___ Data under study

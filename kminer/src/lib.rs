//! Presence condition analysis against Kconfig feature models.
//!
//! Presence conditions are parsed into [`Formula`]s by the grammars of `kminer-parser`. This crate
//! converts them into conjunctive normal form, numbers their variables consistently with a DIMACS
//! feature model and checks them for satisfiability using the [varisat] SAT solver. Source files
//! whose presence condition contradicts the feature model can be skipped by later, expensive
//! analysis steps.
//!
//! Logging goes through the [`log`] facade. Installing a logger is left to the application.
//!
//! [varisat]: https://crates.io/crates/varisat

pub mod cnf;
pub mod config;
pub mod numbering;
pub mod presence;
pub mod solver;

pub use kminer_dimacs::{FeatureModel, VariableMap, VariableNotFound};
pub use kminer_formula::{Assignment, Formula, Variable, VariableCache};
pub use kminer_parser::{parse, ExpressionFormatError};

pub use cnf::{CnfConverter, ConstraintError, Strategy};
pub use config::{SatConfig, SatConfigUpdate};
pub use solver::{SatSolver, SolverError, UnknownVariablePolicy};
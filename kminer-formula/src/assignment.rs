//! Truth assignments used when evaluating formulas.
use std::iter::FromIterator;
use std::sync::Arc;

use rustc_hash::FxHashMap as HashMap;

/// Maps variable names to truth values.
///
/// Names without an explicit value evaluate to the assignment's default. The default is `false`
/// unless the assignment was created with [`with_default`](Assignment::with_default), so an
/// unassigned configuration symbol counts as disabled.
#[derive(Clone, Debug, Default)]
pub struct Assignment {
    values: HashMap<Arc<str>, bool>,
    default: bool,
}

impl Assignment {
    /// Create an empty assignment that defaults to `false`.
    pub fn new() -> Assignment {
        Assignment::default()
    }

    /// Create an empty assignment with the given default for unassigned variables.
    pub fn with_default(default: bool) -> Assignment {
        Assignment {
            values: HashMap::default(),
            default,
        }
    }

    /// Assign a value to a variable, replacing any previous value.
    pub fn set(&mut self, name: impl Into<Arc<str>>, value: bool) {
        self.values.insert(name.into(), value);
    }

    /// The explicitly assigned value of a variable.
    pub fn get(&self, name: &str) -> Option<bool> {
        self.values.get(name).cloned()
    }

    /// The value of a variable, falling back to the default.
    pub fn value(&self, name: &str) -> bool {
        self.get(name).unwrap_or(self.default)
    }

    /// Value used for unassigned variables.
    pub fn default_value(&self) -> bool {
        self.default
    }

    /// Number of explicitly assigned variables.
    pub fn len(&self) -> usize {
        self.values.len()
    }

    pub fn is_empty(&self) -> bool {
        self.values.is_empty()
    }

    /// Iterator over all explicitly assigned variables.
    pub fn iter(&self) -> impl Iterator<Item = (&str, bool)> {
        self.values.iter().map(|(name, &value)| (&**name, value))
    }
}

impl<N: Into<Arc<str>>> FromIterator<(N, bool)> for Assignment {
    fn from_iter<I: IntoIterator<Item = (N, bool)>>(iter: I) -> Assignment {
        let mut assignment = Assignment::new();
        for (name, value) in iter {
            assignment.set(name, value);
        }
        assignment
    }
}
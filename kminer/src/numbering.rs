//! Numbering of clauses for the SAT engine.
use thiserror::Error;

use varisat_formula::Lit;

use kminer_dimacs::{VariableMap, VariableNotFound};
use kminer_formula::Formula;

use crate::cnf::ConstraintError;

/// Possible errors while numbering a clause.
#[derive(Clone, Debug, Error, PartialEq, Eq)]
pub enum ClauseError {
    #[error(transparent)]
    Constraint(#[from] ConstraintError),
    #[error(transparent)]
    VariableNotFound(#[from] VariableNotFound),
}

/// Turns a clause into DIMACS literals.
///
/// Variables become positive literals and negated variables negative literals. Disjunctions
/// contribute the literals of both operands, left to right.
pub fn clause_to_lits(variables: &VariableMap, clause: &Formula) -> Result<Vec<Lit>, ClauseError> {
    let mut lits = vec![];
    let mut stack = vec![clause];

    while let Some(node) = stack.pop() {
        match node {
            Formula::Variable(var) => lits.push(variables.lookup(var.name())?.positive()),
            Formula::Negation(inner) => match &**inner {
                Formula::Variable(var) => lits.push(variables.lookup(var.name())?.negative()),
                _ => return Err(not_a_clause(clause)),
            },
            Formula::Disjunction(left, right) => {
                stack.push(right);
                stack.push(left);
            }
            _ => return Err(not_a_clause(clause)),
        }
    }

    Ok(lits)
}

fn not_a_clause(clause: &Formula) -> ClauseError {
    ClauseError::Constraint(ConstraintError::NotAClause {
        clause: clause.to_string(),
    })
}
//! Boolean formula data types for presence conditions.
//!
//! A presence condition is a boolean expression over build-configuration symbols describing
//! under which configurations a piece of source code is compiled. This crate provides the
//! [`Formula`] syntax tree used throughout kminer together with the session-scoped
//! [`VariableCache`] and the [`Assignment`] used for evaluation.

/// Shortcut for tests
#[cfg(any(test, feature = "internal-testing"))]
#[doc(hidden)]
#[macro_export]
macro_rules! var {
    ($x:expr) => {
        $crate::formula::Formula::variable($x)
    };
}

pub mod assignment;
pub mod cache;
pub mod formula;


pub use assignment::Assignment;
pub use cache::VariableCache;
pub use formula::{Formula, Variable};

#[cfg(test)]
mod tests {
    use super::test::*;
    use super::*;

    use proptest::prelude::*;

    #[test]
    fn chain_shape() {
        let chain = disjunction_chain(3);
        assert_eq!(
            chain.to_string(),
            "((A0 && B0) || ((A1 && B1) || (A2 && B2)))"
        );
    }

    #[test]
    fn enumerate_assignments() {
        let formula = var!("A") & !var!("B");
        let vars = formula.variables();
        let models = all_assignments(&vars)
            .filter(|assignment| formula.evaluate(assignment))
            .count();
        assert_eq!(models, 1);
        assert!(brute_force_satisfiable(&formula));
        assert!(!brute_force_satisfiable(&(var!("A") & !var!("A"))));
    }

    #[test]
    fn pigeonhole_formulas() {
        assert!(brute_force_satisfiable(&pigeonhole(2, 2)));
        assert!(!brute_force_satisfiable(&pigeonhole(3, 2)));
        assert_eq!(pigeonhole(4, 3).variables().len(), 12);
        assert!(pigeonhole(9, 8).depth() < 20);
    }

    proptest! {
        #[test]
        fn generated_formula_is_satisfied(
            (formula, assignment) in sat_formula(2..10usize, 1..20usize, 0.1..0.5),
        ) {
            prop_assert!(formula.evaluate(&assignment));
        }
    }
}
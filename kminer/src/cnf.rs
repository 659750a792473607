//! Conversion of formulas into conjunctive normal form.
use std::borrow::Cow;

use log::trace;
use rustc_hash::FxHashSet as HashSet;
use serde::{Deserialize, Serialize};
use thiserror::Error;

use kminer_dimacs::VariableMap;
use kminer_formula::{Formula, Variable};

/// Name of the variable standing in for the constant `true`.
pub const PSEUDO_TRUE: &str = "PSEUDO_TRUE";
/// Name of the variable standing in for the constant `false`.
pub const PSEUDO_FALSE: &str = "PSEUDO_FALSE";

/// Nesting depth accepted by [`CnfConverter::new`].
pub const DEFAULT_MAX_DEPTH: usize = 1000;

const TEMP_PREFIX: &str = "temp_";

/// A formula the converter can't handle.
#[derive(Clone, Debug, Error, PartialEq, Eq)]
pub enum ConstraintError {
    #[error("Constant {} left after constant replacement", value)]
    UnexpectedConstant { value: bool },
    #[error("Not a clause: {}", clause)]
    NotAClause { clause: String },
    #[error("Formula nesting exceeds the maximum depth of {}", max_depth)]
    TooDeep { max_depth: usize },
}

/// How disjunctions of complex operands are converted.
#[derive(Copy, Clone, Debug, PartialEq, Eq, Serialize, Deserialize)]
#[serde(rename_all = "lowercase")]
pub enum Strategy {
    /// Distribute disjunctions over conjunctions.
    ///
    /// The result is equivalent to the input, but the number of clauses can grow exponentially.
    Distributive,
    /// Introduce a fresh variable for disjunctions of two complex operands.
    ///
    /// The result is equisatisfiable with the input and grows polynomially.
    Replacing,
}

impl Strategy {
    pub fn name(self) -> &'static str {
        match self {
            Strategy::Distributive => "distributive",
            Strategy::Replacing => "replacing",
        }
    }
}

/// Converts formulas into lists of clauses.
///
/// Every clause in the result is a variable, a negated variable or a disjunction of those. The
/// conjunction of all clauses is equisatisfiable with the converted formula.
///
/// Constants are replaced by the variables [`PSEUDO_TRUE`] and [`PSEUDO_FALSE`]. In that case the
/// unit clauses `PSEUDO_TRUE` and `!PSEUDO_FALSE` are the first two clauses of the result.
#[derive(Clone, Debug)]
pub struct CnfConverter {
    strategy: Strategy,
    max_depth: usize,
}

impl CnfConverter {
    pub fn new(strategy: Strategy) -> CnfConverter {
        CnfConverter {
            strategy,
            max_depth: DEFAULT_MAX_DEPTH,
        }
    }

    /// Changes the maximal nesting depth of converted formulas.
    pub fn with_max_depth(mut self, max_depth: usize) -> CnfConverter {
        self.max_depth = max_depth;
        self
    }

    pub fn strategy(&self) -> Strategy {
        self.strategy
    }

    /// Converts a formula without registering introduced variables anywhere.
    ///
    /// Introduced variables never share a name with a variable of `formula`.
    pub fn convert(&self, formula: &Formula) -> Result<Vec<Formula>, ConstraintError> {
        self.run(formula, None)
    }

    /// Converts a formula, adding all introduced variables to `variables`.
    ///
    /// Introduced variables never share a name with a variable of `formula` or a variable that
    /// is already present in `variables`.
    pub fn convert_with_variables(
        &self,
        formula: &Formula,
        variables: &mut VariableMap,
    ) -> Result<Vec<Formula>, ConstraintError> {
        self.run(formula, Some(variables))
    }

    fn run(
        &self,
        formula: &Formula,
        variables: Option<&mut VariableMap>,
    ) -> Result<Vec<Formula>, ConstraintError> {
        // The root is converted at depth 0, leaves count as depth 1.
        if formula.depth() > self.max_depth.saturating_add(1) {
            return Err(ConstraintError::TooDeep {
                max_depth: self.max_depth,
            });
        }

        let mut session = Session {
            strategy: self.strategy,
            max_depth: self.max_depth,
            taken: formula
                .variables()
                .iter()
                .map(|var| var.name().to_owned())
                .collect(),
            variables,
            temp_counter: 0,
        };

        let mut clauses = vec![];

        let formula = if formula.contains_constants() {
            let pseudo_true = session.register(PSEUDO_TRUE);
            let pseudo_false = session.register(PSEUDO_FALSE);
            clauses.push(Formula::Variable(pseudo_true.clone()));
            clauses.push(Formula::negation(Formula::Variable(pseudo_false.clone())));
            Cow::Owned(replace_constants(
                formula,
                &pseudo_true,
                &pseudo_false,
                0,
                self.max_depth,
            )?)
        } else {
            Cow::Borrowed(formula)
        };

        clauses.extend(session.convert(&formula, 0)?);

        trace!(
            "Converted formula into {} clauses using {} temporary variables",
            clauses.len(),
            session.temp_counter
        );

        Ok(clauses)
    }
}

impl Default for CnfConverter {
    fn default() -> CnfConverter {
        CnfConverter::new(Strategy::Replacing)
    }
}

/// Replaces the constants of the whole tree by the pseudo variables.
fn replace_constants(
    formula: &Formula,
    pseudo_true: &Variable,
    pseudo_false: &Variable,
    depth: usize,
    max_depth: usize,
) -> Result<Formula, ConstraintError> {
    if depth > max_depth {
        return Err(ConstraintError::TooDeep { max_depth });
    }
    let replace = |inner: &Formula| {
        replace_constants(inner, pseudo_true, pseudo_false, depth + 1, max_depth)
    };
    Ok(match formula {
        Formula::Constant(true) => Formula::Variable(pseudo_true.clone()),
        Formula::Constant(false) => Formula::Variable(pseudo_false.clone()),
        Formula::Variable(var) => Formula::Variable(var.clone()),
        Formula::Negation(inner) => Formula::negation(replace(inner)?),
        Formula::Conjunction(left, right) => Formula::conjunction(replace(left)?, replace(right)?),
        Formula::Disjunction(left, right) => Formula::disjunction(replace(left)?, replace(right)?),
    })
}

/// Whether the formula is more than a possibly negated variable.
fn is_complex(formula: &Formula) -> bool {
    match formula {
        Formula::Negation(inner) => is_complex(inner),
        Formula::Variable(_) | Formula::Constant(_) => false,
        Formula::Conjunction(..) | Formula::Disjunction(..) => true,
    }
}

/// State of a single conversion.
struct Session<'a> {
    strategy: Strategy,
    max_depth: usize,
    taken: HashSet<String>,
    variables: Option<&'a mut VariableMap>,
    temp_counter: usize,
}

impl<'a> Session<'a> {
    fn register(&mut self, name: &str) -> Variable {
        if let Some(variables) = self.variables.as_mut() {
            variables.add_variable(name);
        }
        self.taken.insert(name.to_owned());
        Variable::new(name)
    }

    fn fresh_variable(&mut self) -> Variable {
        loop {
            let name = format!("{}{}", TEMP_PREFIX, self.temp_counter);
            self.temp_counter += 1;
            let in_map = self
                .variables
                .as_ref()
                .map_or(false, |variables| variables.contains(&name));
            if !in_map && !self.taken.contains(&name) {
                return self.register(&name);
            }
        }
    }

    fn convert(&mut self, formula: &Formula, depth: usize) -> Result<Vec<Formula>, ConstraintError> {
        if depth > self.max_depth {
            return Err(ConstraintError::TooDeep {
                max_depth: self.max_depth,
            });
        }

        match formula {
            Formula::Variable(_) => Ok(vec![formula.clone()]),
            Formula::Constant(value) => {
                Err(ConstraintError::UnexpectedConstant { value: *value })
            }
            Formula::Negation(inner) => match &**inner {
                Formula::Variable(_) => Ok(vec![formula.clone()]),
                Formula::Negation(inner) => self.convert(inner, depth + 2),
                Formula::Disjunction(left, right) => {
                    let left = Formula::negation((**left).clone());
                    let right = Formula::negation((**right).clone());
                    let mut clauses = self.convert(&left, depth + 1)?;
                    clauses.extend(self.convert(&right, depth + 1)?);
                    Ok(clauses)
                }
                Formula::Conjunction(left, right) => {
                    let left = Formula::negation((**left).clone());
                    let right = Formula::negation((**right).clone());
                    self.convert_disjunction(&left, &right, depth)
                }
                Formula::Constant(value) => {
                    Err(ConstraintError::UnexpectedConstant { value: !*value })
                }
            },
            Formula::Conjunction(left, right) => {
                let mut clauses = self.convert(left, depth + 1)?;
                clauses.extend(self.convert(right, depth + 1)?);
                Ok(clauses)
            }
            Formula::Disjunction(left, right) => self.convert_disjunction(left, right, depth),
        }
    }

    fn convert_disjunction(
        &mut self,
        left: &Formula,
        right: &Formula,
        depth: usize,
    ) -> Result<Vec<Formula>, ConstraintError> {
        if self.strategy == Strategy::Replacing && is_complex(left) && is_complex(right) {
            // (!z || left) && (z || right)
            let z = Formula::Variable(self.fresh_variable());
            let not_z = Formula::negation(z.clone());

            let left = self.convert(left, depth + 1)?;
            let right = self.convert(right, depth + 1)?;

            let mut clauses = distribute(&[not_z], &left);
            clauses.extend(distribute(&[z], &right));
            return Ok(clauses);
        }

        let left = self.convert(left, depth + 1)?;
        let right = self.convert(right, depth + 1)?;
        Ok(distribute(&left, &right))
    }
}

/// Joins every clause of `left` with every clause of `right`.
fn distribute(left: &[Formula], right: &[Formula]) -> Vec<Formula> {
    let mut clauses = Vec::with_capacity(left.len() * right.len());
    for l in left {
        for r in right {
            clauses.push(Formula::disjunction(l.clone(), r.clone()));
        }
    }
    clauses
}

______

Assigned task:
Whenever a line above contains "Item", copy that line.

Response for this exercise:
    pub fn iter(&self) -> impl Iterator<Item = (&str, bool)> {
    fn from_iter<I: IntoIterator<Item = (N, bool)>>(iter: I) -> Assignment {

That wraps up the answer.